As iniciativas apoiadas estiveram voltadas ao enfrentamento da pandemia da Covid-19, em três linhas de atuação: criação de fundos e linhas de apoio emergenciais para organizações, movimentos e grupos de base que realizam ações diretas; mobilização comunitária e campanhas de doação; e campanhas de comunicação, informação e produção de conhecimento.
Na área da comunicação, quatro projetos foram apoiados:
A iniciativa do Fundo Baobá – Fundo Baobá e a resposta emergencial: sistematizando informações e produzindo conhecimento – teve como objetivos produzir conhecimento e subsídios para tomada de decisão com base em informações coletadas junto aos apoiados pelos editais de doações emergenciais no contexto da pandemia, sistematizar essas informações por meio de monitoramento e avaliação, além de mapear até 15 boas práticas e aprofundar a análise sobre a experiência, a ser sistematizada em uma publicação digital.
Fundo Elas contou com o projeto Comunicação do Edital Mulheres em Movimento 2020: confiança radical nas mulheres, tendo no âmbito do lançamento do Edital a produção de informação e conhecimento sobre a filantropia para a justiça social baseada na confiança pautando a necessidade de financiamento flexível para as organizações de mulheres. Um webinário com membros da RFJS como convidados e a produção de um vídeo em formato de animação, somaram para o fortalecimento sobre a pauta e o debate sobre filantropia para a justiça social no âmbito nacional.
O projeto do Fundo Positivo, Ações De Comunicação Para O Enfrentamento Ao Covid-19 Em Territórios Socioambientalmente Vulneráveis, foi conduzido com o propósito de disseminação de informações sobre prevenção ao COVID-19 – e temas correlatos – em comunidades socioambientais vulneráveis. A proposta projetou o uso de ferramentas como: podcasts, cards e lives para distribuição de conhecimento, fortalecendo assim as organizações de base comunitária.
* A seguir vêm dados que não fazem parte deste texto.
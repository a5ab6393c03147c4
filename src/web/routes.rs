use std::sync::Arc;

use axum::Router;
use axum::routing::get;
use tower_http::services::ServeDir;

use crate::covers::CoverResolver;
use crate::library::LibraryIndex;
use crate::playback::PlaybackController;

use super::handlers;

/// Shared state passed to all request handlers.
#[derive(Clone)]
pub struct AppState {
    pub controller: Arc<PlaybackController>,
    pub library: Arc<LibraryIndex>,
    pub covers: Arc<CoverResolver>,
}

pub fn router(state: AppState) -> Router {
    let covers = ServeDir::new(state.covers.store().dir());
    let prefix = state.covers.store().url_prefix().to_string();

    let app = Router::new()
        .route("/", get(handlers::index))
        .route("/play", get(handlers::play))
        .route("/pause", get(handlers::pause))
        .route("/resume", get(handlers::resume))
        .route("/stop", get(handlers::stop))
        .route("/next", get(handlers::next))
        .route("/prev", get(handlers::prev))
        .route("/play_song/{filename}", get(handlers::play_song))
        .route("/status", get(handlers::status))
        .route("/library", get(handlers::library))
        .route("/library_json", get(handlers::library_json))
        .route("/rescan", get(handlers::rescan));

    let app = if prefix.is_empty() {
        app.fallback_service(covers)
    } else {
        app.nest_service(&prefix, covers)
    };
    app.with_state(state)
}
O ISPN (Instituto Sociedade, População e Natureza) apresentou o projeto Canto da Coruja Comunidade, um podcast focado em levar informação sobre a pandemia ao meio rural e também promover troca de experiências entre comunidades de diferentes localidades do Brasil, com audiência focada em povos e comunidades tradicionais, indígenas, quilombolas, pescadores artesanais e quebradeiras de coco de babaçu.
Méle Dornelas, assessora de comunicação do ISPN, destaca como um dos resultados mais significativos da iniciativa a compreensão da importância de estimular o fazer comunicação comunitária nos territórios, e a intenção é que o Canto da Coruja inspire comunidades a fazerem seus próprios programas.
“A iniciativa continua com outro financiador, mas o apoio da Rede de Filantropia foi fundamental para entendermos a força do Canto. Vemos comunitários compartilhando o programa nas suas rádios comunitárias, pessoas comentando sobre o conteúdo, criamos uma lista de transmissão que vem ganhando muita adesão das pessoas das comunidades,” destaca Méle.
“Isso amplia também a marca institucional do ISPN como agente impulsionador de democratizar o acesso à informação e direitos. O Canto vem crescendo, se profissionalizando cada vez mais, e esse apoio da Rede de Filantropia foi fundamental para entendermos ele como estratégia de comunicação e de vida mesmo, porque o acesso à comunicação proporciona acesso a outros direitos que garantem a vida.”
A RFJS estimula, assim, o poder coletivo para a construção conjunta de estratégias e narrativas e a produção e compartilhamento de conteúdos que possam impulsionar e posicionar a agenda da filantropia comunitária e de justiça social no ecossistema filantrópico brasileiro, contribuindo para a incidência sobre esse campo em busca da ampliação de práticas de grantmaking e cultura de doação.